__EXERCISE DIRECTIONS__: Beneath this line are the data; copy exactly the part of them that opens with the line containing "use night_alloc_model::problem::prob::Problem;" and closes with the line containing "name, desired_nights, requested_dates", and only that part.

(DATA FOR THIS TASK Opens)

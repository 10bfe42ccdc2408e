// Copyright (c) 2025 Felix Kahle.
//
// Permission is hereby granted, free of charge, to any person obtaining
// a copy of this software and associated documentation files (the
// "Software"), to deal in the Software without restriction, including
// without limitation the rights to use, copy, modify, merge, publish,
// distribute, sublicense, and/or sell copies of the Software, and to
// permit persons to whom the Software is furnished to do so, subject to
// the following conditions:
//
// The above copyright notice and this permission notice shall be
// included in all copies or substantial portions of the Software.
//
// THE SOFTWARE IS PROVIDED "AS IS", WITHOUT WARRANTY OF ANY KIND,
// EXPRESS OR IMPLIED, INCLUDING BUT NOT LIMITED TO THE WARRANTIES OF
// MERCHANTABILITY, FITNESS FOR A PARTICULAR PURPOSE AND
// NONINFRINGEMENT. IN NO EVENT SHALL THE AUTHORS OR COPYRIGHT HOLDERS BE
// LIABLE FOR ANY CLAIM, DAMAGES OR OTHER LIABILITY, WHETHER IN AN ACTION
// OF CONTRACT, TORT OR OTHERWISE, ARISING FROM, OUT OF OR IN CONNECTION
// WITH THE SOFTWARE OR THE USE OR OTHER DEALINGS IN THE SOFTWARE.

use chrono::{Local, NaiveDate};
use clap::Parser;
use night_alloc_model::problem::loader::ProblemLoader;
use night_alloc_model::problem::night::{NightDate, NightRange};
use night_alloc_model::problem::prob::Problem;
use night_alloc_model::problem::req::RequesterIdentifier;
use night_alloc_model::validation::SolutionValidator;
use night_alloc_solver::engine::solver::Solver;
use night_alloc_solver::engine::strategy::StrategyKind;
use night_alloc_solver::metrics::Metrics;
use serde::Serialize;
use std::collections::BTreeMap;
use std::error::Error;
use std::path::{Path, PathBuf};
use tracing_subscriber::fmt::format::FmtSpan;
use tracing_subscriber::EnvFilter;

#[derive(Debug, Parser)]
#[command(
    name = "night-alloc",
    version,
    about = "Assigns requesters to night slots from a CSV of preference requests"
)]
struct Args {
    /// Input CSV with requester_id, name, desired_nights, requested_dates
    /// and an optional priority column.
    #[arg(long)]
    csv: PathBuf,

    /// Assignment strategy: balanced, coverage or satisfaction.
    #[arg(long, default_value_t = StrategyKind::default())]
    strategy: StrategyKind,

    /// People required per night.
    #[arg(long, default_value_t = 1)]
    slots_per_night: u32,

    /// First night of an explicit scheduling window. Without a window the
    /// nights are derived from the requests themselves.
    #[arg(long, requires = "end")]
    start: Option<NaiveDate>,

    /// Last night of the scheduling window, inclusive.
    #[arg(long, requires = "start")]
    end: Option<NaiveDate>,

    /// Seed for the satisfaction strategy's randomized tie-breaks.
    #[arg(long, default_value_t = 0)]
    seed: u64,

    /// Directory for the schedule and summary CSV outputs.
    #[arg(long, default_value = ".")]
    outdir: PathBuf,
}

fn enable_tracing() {
    tracing_subscriber::fmt()
        .with_env_filter(
            EnvFilter::try_from_default_env().unwrap_or_else(|_| EnvFilter::new("info")),
        )
        .with_span_events(FmtSpan::ENTER | FmtSpan::EXIT | FmtSpan::CLOSE)
        .init();
}

#[derive(Serialize)]
struct RunReport<'a> {
    strategy: &'a str,
    schedule: BTreeMap<String, Vec<String>>,
    metrics: &'a Metrics,
}

#[derive(Serialize)]
struct ScheduleRow<'a> {
    date: String,
    requester_id: &'a str,
    requester_name: &'a str,
}

fn write_csv_outputs(
    problem: &Problem,
    report: &RunReport<'_>,
    outdir: &Path,
) -> Result<(), Box<dyn Error>> {
    std::fs::create_dir_all(outdir)?;
    let stamp = Local::now().format("%Y%m%d_%H%M%S");

    let schedule_path = outdir.join(format!("night_schedule_{stamp}.csv"));
    let mut writer = csv::Writer::from_path(&schedule_path)?;
    for (date, ids) in &report.schedule {
        for id in ids {
            let name = problem
                .requester(&RequesterIdentifier::new(id.clone()))
                .map(|r| r.name())
                .unwrap_or("");
            writer.serialize(ScheduleRow {
                date: date.clone(),
                requester_id: id,
                requester_name: name,
            })?;
        }
    }
    writer.flush()?;
    tracing::info!(path = %schedule_path.display(), "wrote schedule CSV");

    let summary_path = outdir.join(format!("night_schedule_summary_{stamp}.csv"));
    let mut writer = csv::Writer::from_path(&summary_path)?;
    for stats in &report.metrics.requester_stats {
        writer.serialize(stats)?;
    }
    writer.flush()?;
    tracing::info!(path = %summary_path.display(), "wrote summary CSV");
    Ok(())
}

fn run(args: Args) -> Result<(), Box<dyn Error>> {
    let mut loader = ProblemLoader::new().with_slots_per_night(args.slots_per_night);
    if let (Some(start), Some(end)) = (args.start, args.end) {
        let range = NightRange::new(NightDate::new(start), NightDate::new(end))?;
        loader = loader.with_night_range(range);
    }
    let problem = loader.from_path(&args.csv)?;

    let result = Solver::new(args.strategy).with_seed(args.seed).solve(&problem);
    SolutionValidator::new().validate(&problem, result.solution())?;

    let schedule: BTreeMap<String, Vec<String>> = result
        .solution()
        .iter()
        .map(|(night, ids)| {
            (
                night.to_string(),
                ids.iter().map(|id| id.as_str().to_string()).collect(),
            )
        })
        .collect();
    let report = RunReport {
        strategy: args.strategy.as_str(),
        schedule,
        metrics: result.metrics(),
    };

    println!("{}", serde_json::to_string_pretty(&report)?);
    write_csv_outputs(&problem, &report, &args.outdir)
}

fn main() {
    enable_tracing();
    let args = Args::parse();
    if let Err(err) = run(args) {
        tracing::error!("{err}");
        std::process::exit(1);
    }
}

(DATA FOR THIS TASK Closes)

__FINISHED EXERCISE__:
use night_alloc_model::problem::prob::Problem;
use night_alloc_model::problem::req::RequesterIdentifier;
use night_alloc_model::validation::SolutionValidator;
use night_alloc_solver::engine::solver::Solver;
use night_alloc_solver::engine::strategy::StrategyKind;
use night_alloc_solver::metrics::Metrics;
use serde::Serialize;
use std::collections::BTreeMap;
use std::error::Error;
use std::path::{Path, PathBuf};
use tracing_subscriber::fmt::format::FmtSpan;
use tracing_subscriber::EnvFilter;

#[derive(Debug, Parser)]
#[command(
    name = "night-alloc",
    version,
    about = "Assigns requesters to night slots from a CSV of preference requests"
)]
struct Args {
    /// Input CSV with requester_id, name, desired_nights, requested_dates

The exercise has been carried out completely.